> **REQUIREMENT**: Write out all of the data again, exactly as it reads.

※

mod compliance;
mod entity;
mod repository;

pub use compliance::{ATTENTION_WINDOW_DAYS, ComplianceStatus, RegulationType};
pub use entity::{NewSafetyRecord, SafetyRecord};
pub use repository::SafetyRepository;
use crate::equipment::EquipmentType;
use crate::error::{DomainError, Result};
use serde::{Deserialize, Serialize};
use std::str::FromStr;

/// Which shop schedule a reservation belongs to
#[derive(Debug, Clone, Copy, PartialEq, Eq, Hash, Serialize, Deserialize)]
#[serde(rename_all = "snake_case")]
pub enum ReservationCategory {
    Workshop,
    Scaffolding,
    Refrigeration,
    /// CNC machining (REC)
    Machining,
    /// Steam line service
    Armstrong,
}

impl ReservationCategory {
    pub fn as_str(&self) -> &'static str {
        match self {
            Self::Workshop => "workshop",
            Self::Scaffolding => "scaffolding",
            Self::Refrigeration => "refrigeration",
            Self::Machining => "machining",
            Self::Armstrong => "armstrong",
        }
    }

    /// Whether equipment of `kind` can be booked on this schedule.
    ///
    /// Scaffolding books free-text locations, never equipment.
    pub fn accepts(&self, kind: EquipmentType) -> bool {
        match self {
            Self::Workshop => matches!(kind, EquipmentType::Machine | EquipmentType::Tool),
            Self::Refrigeration => kind == EquipmentType::Area,
            Self::Armstrong => kind == EquipmentType::Steam,
            Self::Machining => kind == EquipmentType::Machine,
            Self::Scaffolding => false,
        }
    }
}

impl FromStr for ReservationCategory {
    type Err = DomainError;

    fn from_str(s: &str) -> Result<Self> {
        match s {
            "workshop" => Ok(Self::Workshop),
            "scaffolding" => Ok(Self::Scaffolding),
            "refrigeration" => Ok(Self::Refrigeration),
            "machining" => Ok(Self::Machining),
            "armstrong" => Ok(Self::Armstrong),
            other => Err(DomainError::InvalidValue(format!(
                "Unknown reservation category: {other}"
            ))),
        }
    }
}

impl std::fmt::Display for ReservationCategory {
    fn fmt(&self, f: &mut std::fmt::Formatter<'_>) -> std::fmt::Result {
        f.write_str(self.as_str())
    }
}

/// Scaffolding crew job kind
#[derive(Debug, Clone, Copy, PartialEq, Eq, Hash, Serialize, Deserialize)]
#[serde(rename_all = "snake_case")]
pub enum ScaffoldingType {
    Assembly,
    Disassembly,
}

impl ScaffoldingType {
    pub fn as_str(&self) -> &'static str {
        match self {
            Self::Assembly => "assembly",
            Self::Disassembly => "disassembly",
        }
    }
}

impl FromStr for ScaffoldingType {
    type Err = DomainError;

    fn from_str(s: &str) -> Result<Self> {
        match s {
            "assembly" => Ok(Self::Assembly),
            "disassembly" => Ok(Self::Disassembly),
            other => Err(DomainError::InvalidValue(format!(
                "Unknown scaffolding type: {other}"
            ))),
        }
    }
}

/// Resource id for a scaffolding location: lower-cased, whitespace runs replaced by `-`.
///
/// Two crews asking for "Boiler Room" and "boiler room" end up on the same resource.
pub fn scaffolding_resource_id(location: &str) -> String {
    location
        .split_whitespace()
        .collect::<Vec<_>>()
        .join("-")
        .to_lowercase()
}

/// Resource id a reservation is stored under: scaffolding locations are
/// normalized, equipment ids are kept as given.
pub fn resource_key(category: ReservationCategory, resource_id: &str) -> String {
    match category {
        ReservationCategory::Scaffolding => scaffolding_resource_id(resource_id),
        _ => resource_id.trim().to_string(),
    }
}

※

> **RESPONSE AREA**:
mod compliance;
mod entity;
mod repository;

pub use compliance::{ATTENTION_WINDOW_DAYS, ComplianceStatus, RegulationType};
pub use entity::{NewSafetyRecord, SafetyRecord};
pub use repository::SafetyRepository;
use crate::equipment::EquipmentType;
use crate::error::{DomainError, Result};
use serde::{Deserialize, Serialize};
use std::str::FromStr;

/// Which shop schedule a reservation belongs to
#[derive(Debug, Clone, Copy, PartialEq, Eq, Hash, Serialize, Deserialize)]
#[serde(rename_all = "snake_case")]
pub enum ReservationCategory {
    Workshop,
    Scaffolding,
    Refrigeration,
    /// CNC machining (REC)
    Machining,
    /// Steam line service
    Armstrong,
}

impl ReservationCategory {
    pub fn as_str(&self) -> &'static str {
        match self {
            Self::Workshop => "workshop",
            Self::Scaffolding => "scaffolding",
            Self::Refrigeration => "refrigeration",
            Self::Machining => "machining",
            Self::Armstrong => "armstrong",
        }
    }

    /// Whether equipment of `kind` can be booked on this schedule.
    ///
    /// Scaffolding books free-text locations, never equipment.
    pub fn accepts(&self, kind: EquipmentType) -> bool {
        match self {
            Self::Workshop => matches!(kind, EquipmentType::Machine | EquipmentType::Tool),
            Self::Refrigeration => kind == EquipmentType::Area,
            Self::Armstrong => kind == EquipmentType::Steam,
            Self::Machining => kind == EquipmentType::Machine,
            Self::Scaffolding => false,
        }
    }
}

impl FromStr for ReservationCategory {
    type Err = DomainError;

    fn from_str(s: &str) -> Result<Self> {
        match s {
            "workshop" => Ok(Self::Workshop),
            "scaffolding" => Ok(Self::Scaffolding),
            "refrigeration" => Ok(Self::Refrigeration),
            "machining" => Ok(Self::Machining),
            "armstrong" => Ok(Self::Armstrong),
            other => Err(DomainError::InvalidValue(format!(
                "Unknown reservation category: {other}"
            ))),
        }
    }
}

impl std::fmt::Display for ReservationCategory {
    fn fmt(&self, f: &mut std::fmt::Formatter<'_>) -> std::fmt::Result {
        f.write_str(self.as_str())
    }
}

/// Scaffolding crew job kind
#[derive(Debug, Clone, Copy, PartialEq, Eq, Hash, Serialize, Deserialize)]
#[serde(rename_all = "snake_case")]
pub enum ScaffoldingType {
    Assembly,
    Disassembly,
}

impl ScaffoldingType {
    pub fn as_str(&self) -> &'static str {
        match self {
            Self::Assembly => "assembly",
            Self::Disassembly => "disassembly",
        }
    }
}

impl FromStr for ScaffoldingType {
    type Err = DomainError;

    fn from_str(s: &str) -> Result<Self> {
        match s {
            "assembly" => Ok(Self::Assembly),
            "disassembly" => Ok(Self::Disassembly),
            other => Err(DomainError::InvalidValue(format!(
                "Unknown scaffolding type: {other}"
            ))),
        }
    }
}

/// Resource id for a scaffolding location: lower-cased, whitespace runs replaced by `-`.
///
/// Two crews asking for "Boiler Room" and "boiler room" end up on the same resource.
pub fn scaffolding_resource_id(location: &str) -> String {
    location
        .split_whitespace()
        .collect::<Vec<_>>()
        .join("-")
        .to_lowercase()
}

/// Resource id a reservation is stored under: scaffolding locations are
/// normalized, equipment ids are kept as given.
pub fn resource_key(category: ReservationCategory, resource_id: &str) -> String {
    match category {
        ReservationCategory::Scaffolding => scaffolding_resource_id(resource_id),
        _ => resource_id.trim().to_string(),
    }
}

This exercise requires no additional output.